Posted by Doug Turetsky, January 18, 2012

IBO’s latest economic projections for the city anticipate the creation of nearly 39,000 jobs this year and about 50,000 in 2013. That’s good news for the city, which has already regained more than half the 135,000 jobs it lost in the recession. As the New York Times reports today on a U.S. Conference of Mayors’ study, New York City is doing better than many other cities, including Los Angeles and Chicago. In total, the U.S. has regained about a quarter of the jobs it lost.

But before the celebrating gets too loud, there’s another important consideration: the jobs we’re regaining don’t pay nearly as well as many of the ones we lost. While the city shed thousands of jobs in such high-paying sectors as Wall Street, where securities and commodities brokers earn average salaries of about $360,000 annually based on 2010 New York State Department of Labor data, we’re regaining jobs in industry sectors that pay just a fraction of that yearly wage.

The largest job gains projected by IBO are in education, health, and social services (excluding government jobs such as those in public schools or public hospitals). Together these sectors are expected to generate more than 33,000 jobs—or nearly 40 percent—of the city’s jobs growth over the next two years. But the industries expected to lead the growth in that sector have annual average wages below the citywide mean of $77,997 in 2010.

We anticipate that about 15,000 jobs will be created in health services, where salaries average roughly $54,900 a year (labor department salary estimates for these jobs include government positions). This industry includes occupations such as home health aides, medical assistants, and nurses. Another 10,000 jobs are expected in education, where the average salary is nearly $52,600. The education industry includes jobs ranging from child care workers to teachers to support staff.

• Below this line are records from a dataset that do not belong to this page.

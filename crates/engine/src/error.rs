//! The module contains the error the engine can throw.
//!
//! The taxonomy matters to callers: [`InvalidCode`] is retryable (ask the
//! user for the code again), [`Forbidden`] is not, [`KeyNotFound`] means the
//! target does not exist, and [`Mail`] is kept distinct from [`Database`] so
//! a failed verification mail can be retried without re-registering.
//!
//!  [`InvalidCode`]: EngineError::InvalidCode
//!  [`Forbidden`]: EngineError::Forbidden
//!  [`KeyNotFound`]: EngineError::KeyNotFound
//!  [`Mail`]: EngineError::Mail
use sea_orm::DbErr;
use thiserror::Error;

/// Engine custom errors.
#[derive(Error, Debug)]
pub enum EngineError {
    #[error("\"{0}\" key not found!")]
    KeyNotFound(String),
    #[error("\"{0}\" already present!")]
    ExistingKey(String),
    #[error("Forbidden: {0}")]
    Forbidden(String),
    #[error("Invalid verification code: {0}")]
    InvalidCode(String),
    #[error("Stale revision: {0}")]
    RevisionMismatch(String),
    #[error("Invalid value: {0}")]
    InvalidValue(String),
    #[error("Mail delivery failed: {0}")]
    Mail(String),
    #[error(transparent)]
    Database(#[from] DbErr),
}

impl PartialEq for EngineError {
    fn eq(&self, other: &Self) -> bool {
        match (self, other) {
            (Self::KeyNotFound(a), Self::KeyNotFound(b)) => a == b,
            (Self::ExistingKey(a), Self::ExistingKey(b)) => a == b,
            (Self::Forbidden(a), Self::Forbidden(b)) => a == b,
            (Self::InvalidCode(a), Self::InvalidCode(b)) => a == b,
            (Self::RevisionMismatch(a), Self::RevisionMismatch(b)) => a == b,
            (Self::InvalidValue(a), Self::InvalidValue(b)) => a == b,
            (Self::Mail(a), Self::Mail(b)) => a == b,
            (Self::Database(a), Self::Database(b)) => a.to_string() == b.to_string(),
            _ => false,
        }
    }
}
use chrono::Utc;
use sea_orm::{ActiveValue, QueryFilter, TransactionTrait, prelude::*};
use uuid::Uuid;

use crate::{
    EngineError, ResultEngine, Role, draft_editors, drafts, pending_registrations, sessions,
    subscriptions, user_stickers, users,
    util::{hash_password, verify_password},
};

use super::{Engine, normalize_required_name, with_tx};

impl Engine {
    /// Bootstrap helper (admin CLI): creates a verified user directly,
    /// bypassing the code-verified registration flow.
    pub async fn create_verified_user(
        &self,
        username: &str,
        email: &str,
        password: &str,
        role: Role,
    ) -> ResultEngine<users::Model> {
        let username = normalize_required_name(username, "username")?;
        let email = normalize_required_name(email, "email")?;
        let password_hash = hash_password(password)?;

        with_tx!(self, |db_tx| {
            if self
                .find_user_by_username(&db_tx, &username)
                .await?
                .is_some()
            {
                return Err(EngineError::ExistingKey(username.clone()));
            }
            if self.find_user_by_email(&db_tx, &email).await?.is_some() {
                return Err(EngineError::ExistingKey(email.clone()));
            }

            let user = users::ActiveModel {
                id: ActiveValue::Set(Uuid::new_v4().to_string()),
                username: ActiveValue::Set(username.clone()),
                email: ActiveValue::Set(email.clone()),
                password_hash: ActiveValue::Set(password_hash.clone()),
                display_name: ActiveValue::Set(None),
                role: ActiveValue::Set(role.as_str().to_string()),
                email_verified: ActiveValue::Set(true),
                created_at: ActiveValue::Set(Utc::now()),
            };
            let user = user.insert(&db_tx).await?;
            Ok(user)
        })
    }

    /// Checks a username/password pair and returns the user on success.
    ///
    /// Unknown users and wrong passwords get the same error so the endpoint
    /// cannot be used to probe for accounts.
    pub async fn verify_credentials(
        &self,
        username: &str,
        password: &str,
    ) -> ResultEngine<users::Model> {
        let username = normalize_required_name(username, "username")?;
        let user = with_tx!(self, |db_tx| {
            self.find_user_by_username(&db_tx, &username).await
        })?;
        let user =
            user.ok_or_else(|| EngineError::Forbidden("invalid credentials".to_string()))?;
        if !verify_password(password, &user.password_hash) {
            return Err(EngineError::Forbidden("invalid credentials".to_string()));
        }
        Ok(user)
    }

    /// Password login: verify credentials and issue a session token.
    pub async fn login(
        &self,
        username: &str,
        password: &str,
    ) -> ResultEngine<(users::Model, String)> {
        let user = self.verify_credentials(username, password).await?;
        let token = self.issue_session(&user.id).await?;
        Ok((user, token))
    }

    pub async fn user(&self, user_id: &str) -> ResultEngine<users::Model> {
        with_tx!(self, |db_tx| self.require_user_by_id(&db_tx, user_id).await)
    }

    /// Profile edit. An empty display name clears the field.
    pub async fn update_profile(
        &self,
        user_id: &str,
        display_name: Option<&str>,
    ) -> ResultEngine<users::Model> {
        with_tx!(self, |db_tx| {
            let user = self.require_user_by_id(&db_tx, user_id).await?;
            let mut active: users::ActiveModel = user.into();
            active.display_name = ActiveValue::Set(
                display_name
                    .map(str::trim)
                    .filter(|s| !s.is_empty())
                    .map(ToString::to_string),
            );
            let updated = active.update(&db_tx).await?;
            Ok(updated)
        })
    }

    /// Changes a user's role (admin-only).
    pub async fn set_role(
        &self,
        target_user_id: &str,
        role: Role,
        user_id: &str,
    ) -> ResultEngine<()> {
        with_tx!(self, |db_tx| {
            self.require_admin(&db_tx, user_id).await?;
            let target = self.require_user_by_id(&db_tx, target_user_id).await?;
            let mut active: users::ActiveModel = target.into();
            active.role = ActiveValue::Set(role.as_str().to_string());
            active.update(&db_tx).await?;
            Ok(())
        })
    }

    /// Deletes a user (admin or the user themselves) and everything hanging
    /// off them: editorships, owned drafts, sticker grants, sessions,
    /// subscription and pending rows.
    pub async fn delete_user(&self, target_user_id: &str, user_id: &str) -> ResultEngine<()> {
        with_tx!(self, |db_tx| {
            if target_user_id != user_id {
                self.require_admin(&db_tx, user_id).await?;
            }
            let target = self.require_user_by_id(&db_tx, target_user_id).await?;

            draft_editors::Entity::delete_many()
                .filter(draft_editors::Column::Username.eq(target.username.clone()))
                .exec(&db_tx)
                .await?;

            let owned: Vec<String> = drafts::Entity::find()
                .filter(drafts::Column::UserId.eq(target.id.clone()))
                .all(&db_tx)
                .await?
                .into_iter()
                .map(|model| model.id)
                .collect();
            if !owned.is_empty() {
                draft_editors::Entity::delete_many()
                    .filter(draft_editors::Column::DraftId.is_in(owned.clone()))
                    .exec(&db_tx)
                    .await?;
                drafts::Entity::delete_many()
                    .filter(drafts::Column::Id.is_in(owned))
                    .exec(&db_tx)
                    .await?;
            }

            user_stickers::Entity::delete_many()
                .filter(user_stickers::Column::UserId.eq(target.id.clone()))
                .exec(&db_tx)
                .await?;
            sessions::Entity::delete_many()
                .filter(sessions::Column::UserId.eq(target.id.clone()))
                .exec(&db_tx)
                .await?;
            subscriptions::Entity::delete_by_id(target.id.clone())
                .exec(&db_tx)
                .await?;
            pending_registrations::Entity::delete_many()
                .filter(pending_registrations::Column::Email.eq(target.email.clone()))
                .exec(&db_tx)
                .await?;
            users::Entity::delete_by_id(target.id).exec(&db_tx).await?;
            Ok(())
        })
    }
}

IBO also expects about 7,000 jobs will be gained in social assistance, where annual salaries average just $27,800. Social assistance includes occupations such as social workers, pre-school teachers, and recreation workers.

The average salary is even lower for the waiters, food prep workers, bartenders, dishwashers and other restaurant and bar staff whose occupations are included in the leisure and hospitality industry. We project food service and drinking places will add 15,000 of the 19,600 jobs expected to be gained in leisure and hospitality over the next two years. But the average annual salary for food and bar staff is just $24,050—less than a third of the citywide average—although tips help increase the take home pay.

The other industry we expect significant growth in is professional and business services, with a 19,200 increase in jobs over the next two years. This is a fairly well-paying industry as a whole and it lost a considerable number of jobs in the recession. About 11,000 of those jobs are projected to be in professional and technical services, which averaged $109,500 in annual salary in 2010. This portion of professional and business services includes occupations such as lawyers, accountants, and computer programmers.

But another 8,000 jobs to be gained in professional and business services are in administrative and support services, which doesn’t pay nearly as well, averaging $50,400 a year. The administrative and support services include jobs such as telemarketers, secretaries, and security guards.

The growth in comparatively lower paying jobs is better than the alternative—job losses. But lower paying jobs don’t give as big a boost as higher paying ones to the local economy and the city’s tax revenue. And that means less relief for a city budget already straining to keep up with the demand for public services.